__What is needed__.
Your answer should hold each line of the material that contains the word "insert".

__Records supplied__.

|---|

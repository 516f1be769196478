//! Typed prepared statements over an embedded SQL engine.
//!
//! A [`Statement`] is built once from query text plus parameter and result
//! templates (any [`Record`]: tuples, `()` or structs declared with
//! [`sql_record!`]). Executions refresh positional binding tables from a
//! parameter record and read rows back into result records, converting
//! text, bytes, UTF-16 text, JSON and calendar values at the boundary.
//! Executions run synchronously or are queued on the [`Connection`]'s
//! worker pool.
//!
//! ```rust
//! use sqlbind::prelude::*;
//!
//! # fn main() -> Result<(), SqlBindError> {
//! let conn = Connection::connect(ConnectOptions::new(":memory:"))?;
//! conn.execute_batch("CREATE TABLE t (id INTEGER PRIMARY KEY, name TEXT NOT NULL)")?;
//!
//! let insert = Statement::<(String,), ()>::prepare(&conn, "INSERT INTO t (name) VALUES (?)")?;
//! insert.execute(&("alpha".to_string(),), None, OutParams::none())?;
//!
//! let select = Statement::<(i64,), (i64, String)>::prepare(&conn, "SELECT id, name FROM t WHERE id = ?")?;
//! let rows = select.fetch_all(&(1,))?;
//! assert_eq!(rows, vec![(1, "alpha".to_string())]);
//! # Ok(())
//! # }
//! ```

pub mod binding;
pub mod config;
pub mod connection;
pub mod error;
pub mod native;
pub mod placeholders;
pub mod prelude;
pub mod statement;

pub use binding::{
    ByteWidth, Column, FieldMut, FieldRef, FixedText, Null, Record, Representation, SemanticType,
    SlotDescriptor, SqlType, WideText,
};
pub use config::{ClientFlags, ConnectOptions, ConnectOptionsBuilder};
pub use connection::Connection;
pub use error::{BackendError, ErrorOrigin, Side, SqlBindError};
pub use statement::{
    AsyncOutcome, OutParams, RowSink, SharedOutParams, Statement, StatementState,
};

|---|

__Solved problem__.
//! let insert = Statement::<(String,), ()>::prepare(&conn, "INSERT INTO t (name) VALUES (?)")?;
//! insert.execute(&("alpha".to_string(),), None, OutParams::none())?;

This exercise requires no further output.